In the past six weeks, XCRA has raced past $10 and peaked at $12.08 on March 21, before settling at around $11.50 or higher since then. That’s not exactly promising a killing on the market, although some market watchers predict the stock will go up to $15 a share in the near future.

The company announced in late March that it now has a preferred supplier agreement with Elmos Semiconductor, which makes microchips and sensors for automotive applications. It is a multiple-year deal to exclusively provide semiconductor test equipment to the German chipmaker.

XCRA closed last Friday at $11.79.

Investors have been generally enthusiastic about test equipment stocks in recent weeks, favoring Keysight Technologies, National Instruments, and Teradyne in particular.

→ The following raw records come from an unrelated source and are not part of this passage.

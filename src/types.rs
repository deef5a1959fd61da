//! Core types used throughout OracleBot
//!
//! Symbol sanitization and duration handling shared by the catalog,
//! scheduler and aggregator.

use std::fmt;
use std::time::Duration;

use anyhow::{bail, Result};
use serde::de::{self, Deserializer, Visitor};
use serde::Deserialize;

/// Metric name suffix for price series.
pub const PRICE_SUFFIX: &str = "_price";
/// Metric name suffix for volume series.
pub const VOLUME_SUFFIX: &str = "_volume";
/// Metric name suffix for the per-symbol source count series.
pub const API_COUNT_SUFFIX: &str = "_api_count";

/// Sanitize a symbol into a metric-name-safe form.
///
/// Anything outside `[a-zA-Z0-9_:]` becomes `_`; a leading digit gets a
/// `_` prefix so the result is a valid metric name.
pub fn sanitize_metric_name(name: &str) -> String {
    let mut out = String::with_capacity(name.len() + 1);
    for (i, c) in name.chars().enumerate() {
        let valid = c.is_ascii_alphanumeric() || c == '_' || c == ':';
        if i == 0 && c.is_ascii_digit() {
            out.push('_');
        }
        out.push(if valid { c } else { '_' });
    }
    out
}

/// A duration that deserializes from either a bare number (seconds) or a
/// human-readable string such as `"30s"`, `"500ms"`, `"1m30s"` or `"2h"`.
///
/// Zero means "inherit the global default" wherever a `DurationSpec` is
/// used as a polling interval.
#[derive(Debug, Clone, Copy, Default, PartialEq, Eq)]
pub struct DurationSpec(pub Duration);

impl DurationSpec {
    pub fn is_zero(&self) -> bool {
        self.0.is_zero()
    }

    pub fn duration(&self) -> Duration {
        self.0
    }
}

impl From<Duration> for DurationSpec {
    fn from(d: Duration) -> Self {
        DurationSpec(d)
    }
}

impl fmt::Display for DurationSpec {
    fn fmt(&self, f: &mut fmt::Formatter<'_>) -> fmt::Result {
        write!(f, "{:?}", self.0)
    }
}

/// Parse a human-readable duration: one or more `<number><unit>` segments
/// with units `ms`, `s`, `m`, `h`; a bare number is seconds.
pub fn parse_duration(input: &str) -> Result<Duration> {
    let s = input.trim();
    if s.is_empty() {
        return Ok(Duration::ZERO);
    }
    // Bare integer means seconds.
    if let Ok(secs) = s.parse::<u64>() {
        return Ok(Duration::from_secs(secs));
    }

    let mut total = Duration::ZERO;
    let mut chars = s.chars().peekable();
    while chars.peek().is_some() {
        let mut digits = String::new();
        while let Some(c) = chars.peek() {
            if c.is_ascii_digit() {
                digits.push(*c);
                chars.next();
            } else {
                break;
            }
        }
        if digits.is_empty() {
            bail!("invalid duration {:?}: expected a number", input);
        }
        let value: u64 = digits.parse()?;

        let mut unit = String::new();
        while let Some(c) = chars.peek() {
            if c.is_ascii_alphabetic() {
                unit.push(*c);
                chars.next();
            } else {
                break;
            }
        }
        let segment = match unit.as_str() {
            "ms" => Duration::from_millis(value),
            "s" | "" => Duration::from_secs(value),
            "m" => Duration::from_secs(value * 60),
            "h" => Duration::from_secs(value * 3600),
            other => bail!("invalid duration {:?}: unknown unit {:?}", input, other),
        };
        total += segment;
    }
    Ok(total)
}

impl<'de> Deserialize<'de> for DurationSpec {
    fn deserialize<D>(deserializer: D) -> Result<DurationSpec, D::Error>
    where
        D: Deserializer<'de>,
    {
        struct SpecVisitor;

        impl<'de> Visitor<'de> for SpecVisitor {
            type Value = DurationSpec;

            fn expecting(&self, f: &mut fmt::Formatter<'_>) -> fmt::Result {
                f.write_str("a duration string like \"30s\" or a number of seconds")
            }

            fn visit_u64<E: de::Error>(self, v: u64) -> Result<DurationSpec, E> {
                Ok(DurationSpec(Duration::from_secs(v)))
            }

            fn visit_i64<E: de::Error>(self, v: i64) -> Result<DurationSpec, E> {
                if v < 0 {
                    return Err(E::custom("duration cannot be negative"));
                }
                Ok(DurationSpec(Duration::from_secs(v as u64)))
            }

            fn visit_f64<E: de::Error>(self, v: f64) -> Result<DurationSpec, E> {
                if v < 0.0 {
                    return Err(E::custom("duration cannot be negative"));
                }
                Ok(DurationSpec(Duration::from_secs_f64(v)))
            }

            fn visit_str<E: de::Error>(self, v: &str) -> Result<DurationSpec, E> {
                parse_duration(v).map(DurationSpec).map_err(E::custom)
            }
        }

        deserializer.deserialize_any(SpecVisitor)
    }
}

Zacks Equity Research has a “Strong Buy” recommendation on KEYS, the Keysight stock, which has gone from $42.15 at the beginning of 2018 to as high as $55.21, and lately trading in the low 50s.

National Instruments has been on a similar tear, with NATI rising from $42.30 at the outset of this year to a high of $53.51 and hovering around $48 late last week.

Teradyne has been whipsawed by the bulls and the bears in the past three months. TER started 2018 at $44.18, fell to $39.67 in early February, peaked at just under $50 a share on March 12, and declined to less than $45 last week.

Playing the stock market – it’s not for the faint-hearted!